__WORK TASK__.
Go through the material below and please tally the lines that hold the word "info"; the number alone is the answer.

__DATA PROVIDED__.
//! Linux input key codes
//!
//! Bindings name keys the way `linux/input-event-codes.h` does
//! (`KEY_A`, `KEY_LEFTCTRL`, ...). Only the keyboard keys a G-key is
//! likely to send are listed.

/// A Linux `EV_KEY` code
#[derive(Debug, Clone, Copy, PartialEq, Eq, Hash)]
#[cfg_attr(feature = "defmt", derive(defmt::Format))]
pub struct KeyCode(pub u16);

impl KeyCode {
    /// `KEY_RESERVED`, the placeholder for "not bound"
    pub const RESERVED: KeyCode = KeyCode(0);

    /// Look up a key by its `KEY_*` name (case-insensitive, prefix optional)
    pub fn from_name(name: &str) -> Option<Self> {
        let bare = match name.get(..4) {
            Some(prefix) if prefix.eq_ignore_ascii_case("KEY_") => &name[4..],
            _ => name,
        };
        KEY_NAMES
            .iter()
            .find(|(key, _)| key.eq_ignore_ascii_case(bare))
            .map(|&(_, code)| KeyCode(code))
    }

    /// Name without the `KEY_` prefix, if the code is in the table
    pub fn name(self) -> Option<&'static str> {
        KEY_NAMES
            .iter()
            .find(|&&(_, code)| code == self.0)
            .map(|&(key, _)| key)
    }

    pub fn is_reserved(self) -> bool {
        self == Self::RESERVED
    }
}

const KEY_NAMES: [(&str, u16); 98] = [
    ("RESERVED", 0),
    ("ESC", 1),
    ("1", 2),
    ("2", 3),
    ("3", 4),
    ("4", 5),
    ("5", 6),
    ("6", 7),
    ("7", 8),
    ("8", 9),
    ("9", 10),
    ("0", 11),
    ("MINUS", 12),
    ("EQUAL", 13),
    ("BACKSPACE", 14),
    ("TAB", 15),
    ("Q", 16),
    ("W", 17),
    ("E", 18),
    ("R", 19),
    ("T", 20),
    ("Y", 21),
    ("U", 22),
    ("I", 23),
    ("O", 24),
    ("P", 25),
    ("LEFTBRACE", 26),
    ("RIGHTBRACE", 27),
    ("ENTER", 28),
    ("LEFTCTRL", 29),
    ("A", 30),
    ("S", 31),
    ("D", 32),
    ("F", 33),
    ("G", 34),
    ("H", 35),
    ("J", 36),
    ("K", 37),
    ("L", 38),
    ("SEMICOLON", 39),
    ("APOSTROPHE", 40),
    ("GRAVE", 41),
    ("LEFTSHIFT", 42),
    ("BACKSLASH", 43),
    ("Z", 44),
    ("X", 45),
    ("C", 46),
    ("V", 47),
    ("B", 48),
    ("N", 49),
    ("M", 50),
    ("COMMA", 51),
    ("DOT", 52),
    ("SLASH", 53),
    ("RIGHTSHIFT", 54),
    ("KPASTERISK", 55),
    ("LEFTALT", 56),
    ("SPACE", 57),
    ("CAPSLOCK", 58),
    ("F1", 59),
    ("F2", 60),
    ("F3", 61),
    ("F4", 62),
    ("F5", 63),
    ("F6", 64),
    ("F7", 65),
    ("F8", 66),
    ("F9", 67),
    ("F10", 68),
    ("NUMLOCK", 69),
    ("SCROLLLOCK", 70),
    ("F11", 87),
    ("F12", 88),
    ("RIGHTCTRL", 97),
    ("RIGHTALT", 100),
    ("HOME", 102),
    ("UP", 103),
    ("PAGEUP", 104),
    ("LEFT", 105),
    ("RIGHT", 106),
    ("END", 107),
    ("DOWN", 108),
    ("PAGEDOWN", 109),
    ("INSERT", 110),
    ("DELETE", 111),
    ("MUTE", 113),
    ("VOLUMEDOWN", 114),
    ("VOLUMEUP", 115),
    ("PAUSE", 119),
    ("LEFTMETA", 125),
    ("RIGHTMETA", 126),
    ("F13", 183),
    ("F14", 184),
    ("F15", 185),
    ("F16", 186),
    ("F17", 187),
    ("F18", 188),
    ("F19", 189),
];
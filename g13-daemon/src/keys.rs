//! Key output for G-key bindings
//!
//! The poller hands every batch of key actions to a [`KeyOutput`]. Host
//! keyboard injection is not done here; the daemon logs the actions so a
//! wrapper (or a future injector) can pick them up.

use log::info;

use g13_core::keymap::KeyAction;

use crate::poller::SinkError;

/// Destination of key actions
pub trait KeyOutput {
    /// Emit one batch; actions of a batch belong to the same report
    fn emit(&mut self, actions: &[KeyAction]) -> Result<(), SinkError>;
}

/// Logs each key action at `info`
#[derive(Debug, Default)]
pub struct LogKeys {
    emitted: u64,
}

impl LogKeys {
    pub fn new() -> Self {
        Self::default()
    }

    /// Actions logged so far
    pub fn emitted(&self) -> u64 {
        self.emitted
    }
}

impl KeyOutput for LogKeys {
    fn emit(&mut self, actions: &[KeyAction]) -> Result<(), SinkError> {
        for action in actions {
            let state = if action.pressed { "down" } else { "up" };
            match action.key.name() {
                Some(name) => info!("Key {} {}", name, state),
                None => info!("Key {} {}", action.key.0, state),
            }
        }
        self.emitted += actions.len() as u64;
        Ok(())
    }
}
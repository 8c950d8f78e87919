//! Input tuning

use g13_protocol::STICK_CENTER;

#[cfg(feature = "serde")]
use serde::{Deserialize, Serialize};

/// Default dead zone radius around the stick center
pub const DEFAULT_STICK_THRESHOLD: u8 = 50;

/// Hold time before the first synthetic repeat (ms)
pub const DEFAULT_REPEAT_DELAY_MS: u32 = 400;

/// Time between synthetic repeats (ms)
pub const DEFAULT_REPEAT_INTERVAL_MS: u32 = 150;

/// Stick and repeat parameters for the navigator
#[derive(Debug, Clone, Copy, PartialEq, Eq)]
#[cfg_attr(feature = "defmt", derive(defmt::Format))]
#[cfg_attr(feature = "serde", derive(Serialize, Deserialize))]
pub struct InputConfig {
    /// Axis value at rest
    pub center: u8,
    /// Dead zone radius
    pub threshold: u8,
    pub repeat_delay_ms: u32,
    pub repeat_interval_ms: u32,
}

impl Default for InputConfig {
    fn default() -> Self {
        Self {
            center: STICK_CENTER,
            threshold: DEFAULT_STICK_THRESHOLD,
            repeat_delay_ms: DEFAULT_REPEAT_DELAY_MS,
            repeat_interval_ms: DEFAULT_REPEAT_INTERVAL_MS,
        }
    }
}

__RESPONSE__.
4